Downtown's attraction could be as a small, human-scale urban center offering a unique sense of place, walkable streetscape and things you can't find in a typical suburban neighborhood. There's no sense trying to compete as a pure residential-only center, with so many others in the area; or conventional retail, with Rte. 9 nearby. Instead, we need to look at something along the lines of downtown Waltham, a walkable urban neighborhood with compelling, non-suburban-cookie-cutter attractions.

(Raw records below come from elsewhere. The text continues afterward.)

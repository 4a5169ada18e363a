use std::collections::HashMap;

use serde::{de::DeserializeOwned, Deserialize};

/// Custom attribute attached to a message sent directly to the queue
#[derive(Debug, Clone, PartialEq, Eq)]
pub struct MessageAttribute {
    /// SQS data type, e.g. `String`, `Number` or `Binary.gif`
    pub data_type: String,
    /// Value for `String` and `Number` types, `None` for binary attributes
    pub string_value: Option<String>,
}

impl MessageAttribute {
    /// Creates a `String` attribute
    #[must_use]
    pub fn string(value: impl Into<String>) -> Self {
        Self {
            data_type: "String".to_string(),
            string_value: Some(value.into()),
        }
    }
}

/// Message exactly as the gateway delivered it
#[derive(Debug, Clone, Default, PartialEq, Eq)]
pub struct RawMessage {
    /// Message body, possibly an SNS notification envelope
    pub body: String,
    /// Custom message attributes
    pub message_attributes: HashMap<String, MessageAttribute>,
    /// System attributes such as `ApproximateReceiveCount` or `SentTimestamp`
    pub system_attributes: HashMap<String, String>,
    /// Receipt handle used to delete or release the message
    pub ack_token: String,
    /// Unique message identifier
    pub message_id: String,
}

/// Where the payload of a message came from
#[derive(Debug, Clone, PartialEq, Eq)]
pub enum MessageOrigin {
    /// Sent directly to the queue
    Queue,
    /// Delivered through an SNS topic subscription
    Notification {
        /// ARN of the publishing topic, when the envelope carried one
        topic_arn: Option<String>,
    },
}

/// Uniform view of a message handed to the handler
#[derive(Debug, Clone, PartialEq, Eq)]
pub struct NormalizedMessage {
    /// Payload, unwrapped from the SNS envelope when there was one
    pub content: String,
    /// Attribute name to string value
    pub attributes: HashMap<String, String>,
    /// Message identifier
    pub id: String,
    /// Receipt handle
    pub ack_token: String,
    /// Delivery path of the payload
    pub origin: MessageOrigin,
    /// System attributes of the queue message
    pub system_attributes: HashMap<String, String>,
}

impl NormalizedMessage {
    /// Parses `content` as JSON into `T`
    ///
    /// # Errors
    ///
    /// Returns the `serde_json` error when the content does not match `T`
    pub fn deserialize_content<T: DeserializeOwned>(&self) -> Result<T, serde_json::Error> {
        serde_json::from_str(&self.content)
    }

    /// Number of times the queue has handed out this message, if SQS reported it
    #[must_use]
    pub fn receive_count(&self) -> Option<u32> {
        self.system_attributes
            .get("ApproximateReceiveCount")
            .and_then(|count| count.parse().ok())
    }
}

/// Value type of an SNS message attribute
#[derive(Debug, Clone, PartialEq, Eq, Deserialize)]
#[serde(from = "String")]
pub enum AttributeType {
    /// `String`
    String,
    /// `Number`
    Number,
    /// `Binary`, value is base64
    Binary,
    /// `String.Array`, value is a JSON array
    StringArray,
    /// Any other type name, kept as sent
    Other(String),
}

impl Default for AttributeType {
    fn default() -> Self {
        Self::Other(String::new())
    }
}

impl From<String> for AttributeType {
    fn from(kind: String) -> Self {
        match kind.as_str() {
            "String" => Self::String,
            "Number" => Self::Number,
            "Binary" => Self::Binary,
            "String.Array" => Self::StringArray,
            _ => Self::Other(kind),
        }
    }
}

/// Attribute inside an SNS notification envelope
#[derive(Debug, Clone, PartialEq, Eq, Deserialize)]
pub struct EnvelopeAttribute {
    /// Declared type, `Other("")` when absent
    #[serde(rename = "Type", default)]
    pub kind: AttributeType,
    /// Value as sent by SNS, empty when absent
    #[serde(rename = "Value", default)]
    pub value: String,
}

/// The subset of the SNS notification envelope the normalizer relies on
#[derive(Debug, Clone, Default, Deserialize)]
pub(crate) struct NotificationEnvelope {
    #[serde(rename = "Message", default)]
    pub message: Option<String>,
    #[serde(rename = "MessageAttributes", default)]
    pub message_attributes: Option<HashMap<String, EnvelopeAttribute>>,
    #[serde(rename = "TopicArn", default)]
    pub topic_arn: Option<String>,
}
//! HTTP prober backed by reqwest.

use std::time::Duration;

use async_trait::async_trait;

use super::ProbeError;

/// Network client capability used by the probe executor.
#[async_trait]
pub trait HttpProber: Send + Sync {
    /// Issue a GET and return the HTTP status code, whatever it is.
    ///
    /// Errors only for transport-level failures; a completed response with
    /// a 4xx/5xx code is still `Ok`.
    async fn get(&self, url: &str, timeout: Duration) -> Result<u16, ProbeError>;
}

/// Production prober using a shared reqwest client.
///
/// Redirects are followed (reqwest default). The per-attempt timeout is
/// set on each request so one client can serve attempts with different
/// deadlines.
pub struct ReqwestProber {
    client: reqwest::Client,
}

impl ReqwestProber {
    pub fn new() -> Result<Self, ProbeError> {
        let client = reqwest::Client::builder()
            .build()
            .map_err(|e| ProbeError::Network(e.to_string()))?;
        Ok(Self { client })
    }
}

#[async_trait]
impl HttpProber for ReqwestProber {
    async fn get(&self, url: &str, timeout: Duration) -> Result<u16, ProbeError> {
        let response = self
            .client
            .get(url)
            .timeout(timeout)
            .send()
            .await
            .map_err(|e| {
                if e.is_timeout() {
                    ProbeError::Timeout(timeout)
                } else if e.is_connect() {
                    ProbeError::Connect(e.to_string())
                } else {
                    ProbeError::Network(e.to_string())
                }
            })?;

        Ok(response.status().as_u16())
    }
}
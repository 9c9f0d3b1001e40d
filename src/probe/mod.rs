//! Probe executor: one health check against a single target.
//!
//! A probe is up to `max_retries + 1` sequential attempts with exponential
//! backoff, gated by the shared concurrency limiter. Transport-level
//! failures (timeout, connection refusal, other network errors) are the
//! only thing that counts as a failed attempt; any completed HTTP response
//! is a success regardless of status code.

mod http;

pub use http::*;

use std::sync::Arc;
use std::time::{Duration, Instant};

use thiserror::Error;
use tokio::sync::Semaphore;

use crate::alert::AlertEngine;
use crate::config::MonitorConfig;
use crate::registry::{CheckOutcome, Registry, Target};

/// Probe error types.
#[derive(Error, Debug)]
pub enum ProbeError {
    #[error("probe timed out after {0:?}")]
    Timeout(Duration),
    #[error("connection failed: {0}")]
    Connect(String),
    #[error("network error: {0}")]
    Network(String),
}

/// Per-probe tuning, shared by every probe in a cycle.
#[derive(Debug, Clone)]
pub struct ProbeSettings {
    /// Hard per-attempt timeout
    pub timeout: Duration,
    /// Retries after the initial attempt
    pub max_retries: u32,
    /// Retry delay is `backoff_base ^ attempt` seconds
    pub backoff_base: f64,
}

impl From<&MonitorConfig> for ProbeSettings {
    fn from(cfg: &MonitorConfig) -> Self {
        Self {
            timeout: Duration::from_secs(cfg.request_timeout),
            max_retries: cfg.max_retries,
            backoff_base: cfg.retry_backoff_base,
        }
    }
}

/// Outcome of a single network attempt.
enum AttemptResult {
    Success { status: u16, latency: f64 },
    TransportFailure(ProbeError),
}

/// Run one attempt under a hard timeout and classify the result.
async fn run_attempt(prober: &dyn HttpProber, url: &str, timeout: Duration) -> AttemptResult {
    let start = Instant::now();

    match tokio::time::timeout(timeout, prober.get(url, timeout)).await {
        Ok(Ok(status)) => {
            let latency = (start.elapsed().as_secs_f64() * 1000.0).round() / 1000.0;
            AttemptResult::Success { status, latency }
        }
        Ok(Err(e)) => AttemptResult::TransportFailure(e),
        Err(_) => AttemptResult::TransportFailure(ProbeError::Timeout(timeout)),
    }
}

/// Check one target and write the outcome back to the registry.
///
/// Paused targets return immediately with no registry write and no alert
/// evaluation. Otherwise the probe holds a limiter permit for its whole
/// lifetime, including retries; the permit is released on every exit path.
pub async fn check_target(
    target: Target,
    registry: Arc<Registry>,
    alerts: Arc<AlertEngine>,
    prober: Arc<dyn HttpProber>,
    limiter: Arc<Semaphore>,
    settings: ProbeSettings,
) {
    if target.paused {
        tracing::debug!("Skipped paused service: {}", target.name);
        return;
    }

    let _permit = match limiter.acquire().await {
        Ok(permit) => permit,
        Err(_) => return, // limiter closed, shutting down
    };

    // Jitter to avoid thundering herd
    let jitter = rand::random::<u64>() % 100;
    tokio::time::sleep(Duration::from_millis(jitter)).await;

    let attempts = settings.max_retries + 1;

    for attempt in 1..=attempts {
        match run_attempt(prober.as_ref(), &target.url, settings.timeout).await {
            AttemptResult::Success { status, latency } => {
                tracing::info!("UP | {} | {} | {}s", target.name, status, latency);

                let outcome = CheckOutcome::Up {
                    status,
                    latency: Some(latency),
                };
                if let Some(summary) = registry.record_outcome(&target.url, outcome) {
                    alerts.evaluate(&registry, &target.url, &summary).await;
                }
                return;
            }
            AttemptResult::TransportFailure(ProbeError::Timeout(_)) => {
                tracing::warn!("Timeout | {}", target.name);
            }
            AttemptResult::TransportFailure(e) => {
                tracing::warn!("HTTP error | {} | {}", target.name, e);
            }
        }

        if attempt < attempts {
            let delay = settings.backoff_base.powi(attempt as i32);
            tokio::time::sleep(Duration::from_secs_f64(delay)).await;
        }
    }

    tracing::error!("DOWN | {} | retries exhausted", target.name);

    if let Some(summary) = registry.record_outcome(&target.url, CheckOutcome::Down) {
        alerts.evaluate(&registry, &target.url, &summary).await;
    }
}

"Among the possibilities bandied about in this month's meeting were building a movie theater that shows underground or art-house films and trying to better incorporate Framingham State College and MetroWest Medical Center into the life of downtown," the article said. The movie theater idea is a good one, although it would probably have to be some kind of non-profit. But the movie theater really helped revitalize Waltham, and creating an alternative to Rte. 9 Hollywood productions closer than Newton or Waltham could attract movie-lovers around MetroWest.
Add a few excellent restaurants, the Amazing Things Art Center and a walkable streetscape that encourages people to stroll between destinations, and you've definitely got potential -- enough that new residences would be more attractive.
Create such a downtown and I think it would naturally draw Framingham State students. More attention to the immediate streetscape around the college is a separate but important step in taking better advantage of the presence of Framingham State, which right now feels more like it's behind fortress walls than integrated into the surrounding community. What a pity walkable college-oriented retail was never allowed to thrive in the blocks adjacent to the campus.
A walkable (within 2 miles) location for college-oriented retail would be the old Co-op Plaza on the corner of Franklin St. and Mt. Wayte Ave., which I hear has fallen on hard times of late. When I was a girl in that neighborhood, we could walk to everything--grocery stores, drugstores, dry cleaners, restaurants, churches, schools, doctors' offices, and the College. Yet the area was as green and leafy and the yards as generous as any suburb could hope for. I smile when I hear about "cutting-edge" plans for "mixed-use" and "walkable" communities, but it's a sad smile--the community had it all 50 years ago and threw it away.
ReplyDeleteMany communities had mixed-use, walkable developments before World War II. It was the love affair with the car that killed off planning patters which had worked for generations. Hopefully we've finally learned that planners need to create communities for people on foot and not just drive-by strip malls.